Go through the entries below. Copy out every line that contains "Dependency".

# # # #

use svcs_types::SvcsError;
use thiserror::Error;

/// Errors raised by the semantic index and its embedders.
#[derive(Error, Debug)]
pub enum MemoryError {
    #[error("SQLite error: {0}")]
    Sqlite(#[from] rusqlite::Error),
    #[error("I/O error: {0}")]
    Io(#[from] std::io::Error),
    #[error("Metadata encoding error: {0}")]
    Json(#[from] serde_json::Error),
    #[error("Embedding dimension mismatch: expected {expected}, got {actual}")]
    DimensionMismatch { expected: usize, actual: usize },
    #[error("Embedding failed: {0}")]
    Embedding(String),
    #[error("Semantic index unavailable: {0}")]
    Unavailable(String),
}

impl From<MemoryError> for SvcsError {
    fn from(err: MemoryError) -> Self {
        match err {
            MemoryError::Embedding(details) => SvcsError::Dependency {
                component: "embedder".to_string(),
                details,
            },
            MemoryError::Unavailable(details) => SvcsError::Dependency {
                component: "semantic_index".to_string(),
                details,
            },
            other => SvcsError::Persistence(other.to_string()),
        }
    }
}
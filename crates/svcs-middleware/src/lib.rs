//! `svcs-middleware` – observer fan-out.
//!
//! Carries engine output to whoever is watching (dashboards, the CLI, test
//! harnesses) without the engine knowing who they are.
//!
//! # Modules
//!
//! - [`bus`] – topic-based publish/subscribe event bus built on Tokio
//!   broadcast channels.

pub mod bus;

pub use bus::{EventBus, Topic, TopicReceiver};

# # # #

SOLUTION:
            MemoryError::Embedding(details) => SvcsError::Dependency {
            MemoryError::Unavailable(details) => SvcsError::Dependency {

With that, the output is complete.